Darleen Ortega | 4/10/2019, 7:41 a.m.
Aretha Franklin’s long-delayed concert film “Amazing Grace” captures the late Queen of Soul recording a gospel album at the New Temple Missionary Baptist Church in Los Angeles. PHOTO COURTESY AMAZING GRACE LLC
My annual trip to attend the Full Frame Documentary Film Festival in Durham, North Carolina, always yields a crop of films that would be hard to find any other way. I saw 16 feature-length films over the four-day festival; I'll cover eight here and the rest next week. As it happens, one of the best films I saw opens at Cinema 21 in Portland on Thursday, April 11--a long-delayed Aretha Franklin concert film called "Amazing Grace." In early 1972, 29-year-old Franklin, at the height of her career, recorded a gospel album at the New Temple Missionary Baptist Church in the Watts neighborhood of Los Angeles. The album is not only one of the most popular gospel records of all time, but is Franklin's bestselling album. Sydney Pollack was on hand to film the event over two nights, but the film portion of the project was shelved because the sound and images were not in sync, and the film was only finished after Pollack's death. Its release was delayed by the wish of Franklin herself, although her family readily consented to its release after her death last year. The film's release all these years later feels, if anything, more impactful; we have the opportunity to watch the young queen of soul singing black gospel music in exactly the setting and with the exact community where such music is meant to be played, and the film conveys something of the music's genuine meaning for her. She is accompanied, thrillingly, by gospel legend Rev. James Cleveland and the Southern California Community Choir, and watching them thrill and respond to Jackson's glorious singing is itself transporting.

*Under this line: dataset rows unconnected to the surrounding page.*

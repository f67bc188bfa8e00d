//! Error types module
//!
//! Every stage of a transfer reports failures through [`TransferError`]. The
//! variants follow the failure taxonomy of the pipeline: validation happens
//! before any I/O, network failures carry whatever diagnostic text was
//! captured, and conversion failures carry the output of the encoder.
//!
//! Response parsing and cleanup never produce a `TransferError`; see
//! [`crate::interpret`] and [`crate::artifact`].

use std::fmt;
use std::io;

/// Log level for error reporting
#[derive(Debug, Clone, Copy, PartialEq, Eq)]
pub enum LogLevel {
    /// Debug level - for expected errors like validation failures
    Debug,
    /// Warning level - for remote failures outside our control
    Warn,
    /// Error level - for unexpected local failures
    Error,
}

/// The network operation an error belongs to.
#[derive(Debug, Clone, Copy, PartialEq, Eq)]
pub enum Operation {
    Download,
    Upload,
}

impl fmt::Display for Operation {
    fn fmt(&self, f: &mut fmt::Formatter<'_>) -> fmt::Result {
        match self {
            Operation::Download => f.write_str("Download"),
            Operation::Upload => f.write_str("Upload"),
        }
    }
}

#[derive(Debug, thiserror::Error)]
pub enum TransferError {
    #[error("Invalid input: {0}")]
    Validation(String),

    #[error("{operation} failed: {message}")]
    Network {
        operation: Operation,
        message: String,
        /// Diagnostic output of the transport (curl stderr, error chain).
        stderr: Option<String>,
    },

    #[error("{operation} timed out after {secs}s")]
    Timeout { operation: Operation, secs: u64 },

    #[error("{operation} failed with HTTP status {status}")]
    HttpStatus {
        operation: Operation,
        status: u16,
        body: Option<String>,
    },

    #[error("Image conversion failed: {message}")]
    Conversion {
        message: String,
        stderr: Option<String>,
        stdout: Option<String>,
    },

    #[error("IO error: {0}")]
    Io(#[from] io::Error),
}

impl TransferError {
    pub fn network(operation: Operation, message: impl Into<String>) -> Self {
        TransferError::Network {
            operation,
            message: message.into(),
            stderr: None,
        }
    }

    pub fn conversion(message: impl Into<String>) -> Self {
        TransferError::Conversion {
            message: message.into(),
            stderr: None,
            stdout: None,
        }
    }

    /// Build a network error from a reqwest failure, keeping the source chain
    /// as diagnostic text.
    pub fn from_reqwest(operation: Operation, err: &reqwest::Error) -> Self {
        let mut chain = Vec::new();
        let mut source = std::error::Error::source(err);
        while let Some(cause) = source {
            chain.push(cause.to_string());
            source = cause.source();
        }

        TransferError::Network {
            operation,
            message: err.to_string(),
            stderr: if chain.is_empty() {
                None
            } else {
                Some(chain.join(": "))
            },
        }
    }

    /// Machine-readable error code (e.g., "HTTP_STATUS_ERROR")
    pub fn error_code(&self) -> &'static str {
        match self {
            TransferError::Validation(_) => "VALIDATION_ERROR",
            TransferError::Network { .. } => "NETWORK_ERROR",
            TransferError::Timeout { .. } => "TIMEOUT_ERROR",
            TransferError::HttpStatus { .. } => "HTTP_STATUS_ERROR",
            TransferError::Conversion { .. } => "CONVERSION_ERROR",
            TransferError::Io(_) => "IO_ERROR",
        }
    }

    pub fn log_level(&self) -> LogLevel {
        match self {
            TransferError::Validation(_) => LogLevel::Debug,
            TransferError::Network { .. }
            | TransferError::Timeout { .. }
            | TransferError::HttpStatus { .. } => LogLevel::Warn,
            TransferError::Conversion { .. } | TransferError::Io(_) => LogLevel::Error,
        }
    }

    /// Captured diagnostic text from a subprocess or the network layer.
    pub fn stderr(&self) -> Option<&str> {
        match self {
            TransferError::Network { stderr, .. } | TransferError::Conversion { stderr, .. } => {
                stderr.as_deref()
            }
            _ => None,
        }
    }

    /// Captured standard output, or the response body of a rejected request.
    pub fn stdout(&self) -> Option<&str> {
        match self {
            TransferError::Conversion { stdout, .. } => stdout.as_deref(),
            TransferError::HttpStatus { body, .. } => body.as_deref(),
            _ => None,
        }
    }
}

pub type TransferResult<T> = Result<T, TransferError>;

/// Trim captured process output, mapping empty output to `None`.
pub(crate) fn captured(output: &[u8]) -> Option<String> {
    let text = String::from_utf8_lossy(output);
    let text = text.trim();
    if text.is_empty() {
        None
    } else {
        Some(text.to_string())
    }
}
// ============================================================
// Layer 4 — Pair Augmentation
// ============================================================
// Random dihedral transforms for training pairs. The SAME
// rotation and flip are applied to the cover and the stego
// image, otherwise the network could learn to separate the
// two by orientation instead of by embedding noise.

use burn::data::dataset::transform::Mapper;
use rand::Rng;

use crate::data::dataset::PairItem;
use crate::data::planes::Planes;

/// A concrete draw of the augmentation parameters.
#[derive(Debug, Clone, Copy, PartialEq, Eq)]
pub struct Transform {
    /// Quarter turns, 0..=3
    pub quarter_turns: usize,
    pub flip_rows:     bool,
}

impl Transform {
    pub fn sample<R: Rng + ?Sized>(rng: &mut R) -> Self {
        Self {
            quarter_turns: rng.gen_range(0..4),
            flip_rows:     rng.gen_bool(0.5),
        }
    }

    pub fn apply(&self, item: &PairItem) -> PairItem {
        let turn = |p: &Planes| {
            let rotated = p.rot90(self.quarter_turns);
            if self.flip_rows { rotated.flip_rows() } else { rotated }
        };
        PairItem {
            id:    item.id.clone(),
            cover: turn(&item.cover),
            stego: turn(&item.stego),
        }
    }
}

/// Burn `Mapper` that augments every pair drawn from the training set.
#[derive(Debug, Clone, Copy, Default)]
pub struct PairAugmenter;

impl Mapper<PairItem, PairItem> for PairAugmenter {
    fn map(&self, item: &PairItem) -> PairItem {
        let mut transform = Transform::sample(&mut rand::thread_rng());
        // Odd turns would transpose non-square images and break batching
        let [_, height, width] = item.cover.shape();
        if height != width {
            transform.quarter_turns &= 2;
        }
        transform.apply(item)
    }
}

The film feels so intimate, capturing the sweat of Franklin, Cleveland, and the other singers and the spontaneous emotional response of members of the choir and congregation, which includes Mick Jagger and Franklin's minister father. Franklin is particularly fascinating to watch; she expends vast quantities of energy, mostly with only a very slight smile, and, indeed, seems to contain an otherworldly combination of fire and stillness. The film recently premiered at this same church, with some of the choir members and the choir director in attendance. That feels only fitting; we are invited in to what was for them an epic experience of worship. What a gift!
Photo courtesy Perfect Day Films
The new documentary ‘Toni Morrison: The Pieces I Am,’ focuses on the Nobel Prize-winning author, the black experience and the publishing world.
The new documentary ‘Toni Morrison: The Pieces I Am,’ focuses on the Nobel Prize-winning author, the black experience and the publishing world.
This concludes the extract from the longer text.